- [What you should do] Go through the entries below and count the lines where the word "LoginResponse" appears; give only the count.

(Dataset entries)

_ _ _ _

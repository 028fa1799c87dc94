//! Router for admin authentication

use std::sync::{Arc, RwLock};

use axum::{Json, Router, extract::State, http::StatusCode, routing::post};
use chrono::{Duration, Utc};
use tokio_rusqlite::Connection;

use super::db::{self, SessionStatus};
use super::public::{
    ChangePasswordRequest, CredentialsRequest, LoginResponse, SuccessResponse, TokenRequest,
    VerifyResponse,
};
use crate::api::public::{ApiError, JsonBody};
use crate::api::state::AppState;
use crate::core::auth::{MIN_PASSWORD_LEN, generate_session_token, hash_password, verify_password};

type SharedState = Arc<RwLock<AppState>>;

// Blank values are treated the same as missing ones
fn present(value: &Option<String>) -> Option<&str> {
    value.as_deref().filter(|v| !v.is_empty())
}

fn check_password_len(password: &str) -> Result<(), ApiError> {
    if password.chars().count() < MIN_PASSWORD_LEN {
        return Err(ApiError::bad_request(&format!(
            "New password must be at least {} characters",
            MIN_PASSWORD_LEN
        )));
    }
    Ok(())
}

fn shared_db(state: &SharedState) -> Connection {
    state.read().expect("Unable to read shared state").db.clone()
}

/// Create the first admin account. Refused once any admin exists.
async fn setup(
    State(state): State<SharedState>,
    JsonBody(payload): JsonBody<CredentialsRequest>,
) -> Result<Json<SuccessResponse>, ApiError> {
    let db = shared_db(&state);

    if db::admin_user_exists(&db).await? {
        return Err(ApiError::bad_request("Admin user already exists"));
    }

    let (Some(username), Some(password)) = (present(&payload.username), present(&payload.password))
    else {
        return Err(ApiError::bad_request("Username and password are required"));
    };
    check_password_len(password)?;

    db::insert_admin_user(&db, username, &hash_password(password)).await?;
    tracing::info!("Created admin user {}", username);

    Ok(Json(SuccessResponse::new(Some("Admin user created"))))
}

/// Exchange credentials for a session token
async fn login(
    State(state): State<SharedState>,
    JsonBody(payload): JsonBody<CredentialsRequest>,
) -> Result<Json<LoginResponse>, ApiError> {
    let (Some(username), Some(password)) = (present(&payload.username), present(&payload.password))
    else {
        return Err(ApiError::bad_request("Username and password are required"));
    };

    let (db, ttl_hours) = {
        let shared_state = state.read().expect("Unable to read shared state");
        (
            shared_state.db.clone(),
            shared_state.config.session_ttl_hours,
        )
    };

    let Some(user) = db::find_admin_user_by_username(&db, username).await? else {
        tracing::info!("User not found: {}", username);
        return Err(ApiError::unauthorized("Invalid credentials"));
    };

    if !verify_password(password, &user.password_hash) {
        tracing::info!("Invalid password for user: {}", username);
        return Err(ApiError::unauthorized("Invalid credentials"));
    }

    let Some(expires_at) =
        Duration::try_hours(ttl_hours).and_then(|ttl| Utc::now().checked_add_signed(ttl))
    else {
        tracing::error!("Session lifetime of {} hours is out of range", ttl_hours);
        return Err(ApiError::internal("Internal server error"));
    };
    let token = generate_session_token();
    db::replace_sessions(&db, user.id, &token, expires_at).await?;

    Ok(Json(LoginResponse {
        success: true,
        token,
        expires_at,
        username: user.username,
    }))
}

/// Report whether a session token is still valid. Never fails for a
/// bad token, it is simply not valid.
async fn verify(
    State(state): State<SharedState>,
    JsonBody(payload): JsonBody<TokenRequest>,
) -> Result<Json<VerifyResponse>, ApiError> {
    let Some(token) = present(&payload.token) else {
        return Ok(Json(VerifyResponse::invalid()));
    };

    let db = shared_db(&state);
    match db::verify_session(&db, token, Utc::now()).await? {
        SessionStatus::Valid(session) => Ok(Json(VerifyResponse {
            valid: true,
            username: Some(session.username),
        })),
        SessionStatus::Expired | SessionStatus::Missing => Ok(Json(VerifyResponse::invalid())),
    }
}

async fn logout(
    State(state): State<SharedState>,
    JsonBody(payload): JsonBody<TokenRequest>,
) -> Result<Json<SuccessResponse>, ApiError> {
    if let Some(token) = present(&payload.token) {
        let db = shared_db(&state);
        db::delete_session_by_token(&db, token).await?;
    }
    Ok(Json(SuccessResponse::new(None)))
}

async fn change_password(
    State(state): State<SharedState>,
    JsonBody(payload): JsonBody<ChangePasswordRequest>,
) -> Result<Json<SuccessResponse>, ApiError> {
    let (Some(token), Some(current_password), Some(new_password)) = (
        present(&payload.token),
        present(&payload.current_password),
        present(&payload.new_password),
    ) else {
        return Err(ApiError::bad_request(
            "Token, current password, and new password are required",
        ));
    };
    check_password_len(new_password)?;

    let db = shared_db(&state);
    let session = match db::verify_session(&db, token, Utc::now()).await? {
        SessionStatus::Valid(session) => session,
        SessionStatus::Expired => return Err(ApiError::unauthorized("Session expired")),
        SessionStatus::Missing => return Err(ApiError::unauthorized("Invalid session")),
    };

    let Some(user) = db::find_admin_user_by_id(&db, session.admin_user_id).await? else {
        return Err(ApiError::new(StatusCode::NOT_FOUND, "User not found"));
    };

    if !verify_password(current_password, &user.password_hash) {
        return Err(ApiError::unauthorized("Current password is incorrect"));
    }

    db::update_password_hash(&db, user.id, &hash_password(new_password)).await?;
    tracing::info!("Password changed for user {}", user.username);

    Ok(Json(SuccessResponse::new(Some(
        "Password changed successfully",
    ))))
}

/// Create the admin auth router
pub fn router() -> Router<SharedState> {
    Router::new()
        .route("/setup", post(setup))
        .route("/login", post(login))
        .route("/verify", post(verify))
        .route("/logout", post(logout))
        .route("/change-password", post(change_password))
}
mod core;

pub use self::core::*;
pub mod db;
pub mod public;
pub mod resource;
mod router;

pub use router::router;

_ _ _ _

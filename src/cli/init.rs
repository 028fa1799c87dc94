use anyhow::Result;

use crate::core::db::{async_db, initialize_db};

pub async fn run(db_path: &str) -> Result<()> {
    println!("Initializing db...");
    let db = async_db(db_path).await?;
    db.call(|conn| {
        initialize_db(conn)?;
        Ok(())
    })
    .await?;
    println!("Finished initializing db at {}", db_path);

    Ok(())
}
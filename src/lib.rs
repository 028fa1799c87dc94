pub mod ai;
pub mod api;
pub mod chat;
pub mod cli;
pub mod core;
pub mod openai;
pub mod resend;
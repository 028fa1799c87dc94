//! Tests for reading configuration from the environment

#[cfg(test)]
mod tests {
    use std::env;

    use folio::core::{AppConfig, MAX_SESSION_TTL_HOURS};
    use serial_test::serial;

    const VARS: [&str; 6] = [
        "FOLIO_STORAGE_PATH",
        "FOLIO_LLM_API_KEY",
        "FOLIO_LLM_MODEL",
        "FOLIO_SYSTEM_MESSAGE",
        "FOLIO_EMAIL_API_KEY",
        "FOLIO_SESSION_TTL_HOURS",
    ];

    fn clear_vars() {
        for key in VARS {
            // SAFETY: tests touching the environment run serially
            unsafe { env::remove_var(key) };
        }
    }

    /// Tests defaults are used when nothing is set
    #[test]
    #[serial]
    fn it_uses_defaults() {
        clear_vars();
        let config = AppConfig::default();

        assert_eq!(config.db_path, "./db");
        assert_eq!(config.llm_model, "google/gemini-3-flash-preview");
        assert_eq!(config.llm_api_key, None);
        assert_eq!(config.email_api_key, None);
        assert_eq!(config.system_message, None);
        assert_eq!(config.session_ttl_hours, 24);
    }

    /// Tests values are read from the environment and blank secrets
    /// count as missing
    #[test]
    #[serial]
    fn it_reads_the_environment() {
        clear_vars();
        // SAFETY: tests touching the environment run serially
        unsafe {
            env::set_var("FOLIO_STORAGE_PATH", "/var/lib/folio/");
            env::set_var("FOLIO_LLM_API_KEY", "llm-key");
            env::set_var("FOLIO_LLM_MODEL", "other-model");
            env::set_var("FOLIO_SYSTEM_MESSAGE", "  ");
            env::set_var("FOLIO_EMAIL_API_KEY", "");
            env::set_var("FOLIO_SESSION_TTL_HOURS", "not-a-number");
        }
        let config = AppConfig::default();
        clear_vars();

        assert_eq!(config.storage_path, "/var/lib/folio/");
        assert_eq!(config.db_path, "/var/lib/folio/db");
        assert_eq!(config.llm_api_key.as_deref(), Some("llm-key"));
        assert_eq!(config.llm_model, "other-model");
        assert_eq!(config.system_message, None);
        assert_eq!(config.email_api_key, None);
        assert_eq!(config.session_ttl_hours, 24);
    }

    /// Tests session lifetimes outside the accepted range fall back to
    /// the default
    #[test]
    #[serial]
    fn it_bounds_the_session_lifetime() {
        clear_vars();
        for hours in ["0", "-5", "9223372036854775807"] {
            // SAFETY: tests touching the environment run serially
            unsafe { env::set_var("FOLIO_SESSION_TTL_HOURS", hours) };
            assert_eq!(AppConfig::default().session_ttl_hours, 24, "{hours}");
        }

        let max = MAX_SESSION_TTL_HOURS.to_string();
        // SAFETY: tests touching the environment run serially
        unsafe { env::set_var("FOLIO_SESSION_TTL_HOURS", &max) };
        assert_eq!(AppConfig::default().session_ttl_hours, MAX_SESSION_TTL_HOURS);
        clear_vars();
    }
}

_ _ _ _

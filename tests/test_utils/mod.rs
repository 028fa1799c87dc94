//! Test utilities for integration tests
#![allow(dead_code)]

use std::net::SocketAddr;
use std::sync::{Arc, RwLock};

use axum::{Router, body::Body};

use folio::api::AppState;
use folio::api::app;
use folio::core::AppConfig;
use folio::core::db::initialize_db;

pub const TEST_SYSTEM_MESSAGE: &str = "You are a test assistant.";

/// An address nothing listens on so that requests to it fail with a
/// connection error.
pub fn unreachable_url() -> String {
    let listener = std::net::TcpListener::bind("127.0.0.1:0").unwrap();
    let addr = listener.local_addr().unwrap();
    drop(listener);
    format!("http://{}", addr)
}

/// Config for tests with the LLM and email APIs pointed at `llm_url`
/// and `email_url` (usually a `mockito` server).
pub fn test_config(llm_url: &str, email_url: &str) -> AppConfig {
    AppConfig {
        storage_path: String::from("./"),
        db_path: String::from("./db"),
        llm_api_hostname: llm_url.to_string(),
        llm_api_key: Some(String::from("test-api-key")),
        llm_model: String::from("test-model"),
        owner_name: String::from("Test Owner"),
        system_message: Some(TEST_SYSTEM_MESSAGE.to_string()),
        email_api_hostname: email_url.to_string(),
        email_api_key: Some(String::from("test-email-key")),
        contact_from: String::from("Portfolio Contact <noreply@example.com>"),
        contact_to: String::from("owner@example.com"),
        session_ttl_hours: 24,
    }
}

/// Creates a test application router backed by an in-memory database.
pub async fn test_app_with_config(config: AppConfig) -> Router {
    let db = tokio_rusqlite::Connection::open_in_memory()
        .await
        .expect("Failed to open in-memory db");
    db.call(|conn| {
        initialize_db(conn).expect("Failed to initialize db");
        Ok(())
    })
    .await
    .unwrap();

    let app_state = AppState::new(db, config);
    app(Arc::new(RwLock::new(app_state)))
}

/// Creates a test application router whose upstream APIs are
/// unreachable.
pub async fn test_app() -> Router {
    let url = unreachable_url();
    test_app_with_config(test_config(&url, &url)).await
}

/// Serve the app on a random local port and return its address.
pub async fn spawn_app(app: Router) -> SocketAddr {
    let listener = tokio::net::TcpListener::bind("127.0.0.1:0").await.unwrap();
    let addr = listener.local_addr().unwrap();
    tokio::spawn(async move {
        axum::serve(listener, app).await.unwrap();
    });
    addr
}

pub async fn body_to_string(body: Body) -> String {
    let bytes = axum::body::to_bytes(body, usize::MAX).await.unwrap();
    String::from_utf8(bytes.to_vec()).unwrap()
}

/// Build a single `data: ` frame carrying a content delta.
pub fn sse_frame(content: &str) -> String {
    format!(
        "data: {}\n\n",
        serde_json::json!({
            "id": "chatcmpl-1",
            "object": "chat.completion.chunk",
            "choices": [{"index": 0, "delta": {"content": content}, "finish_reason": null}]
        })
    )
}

_ _ _ _

- [Solution] 3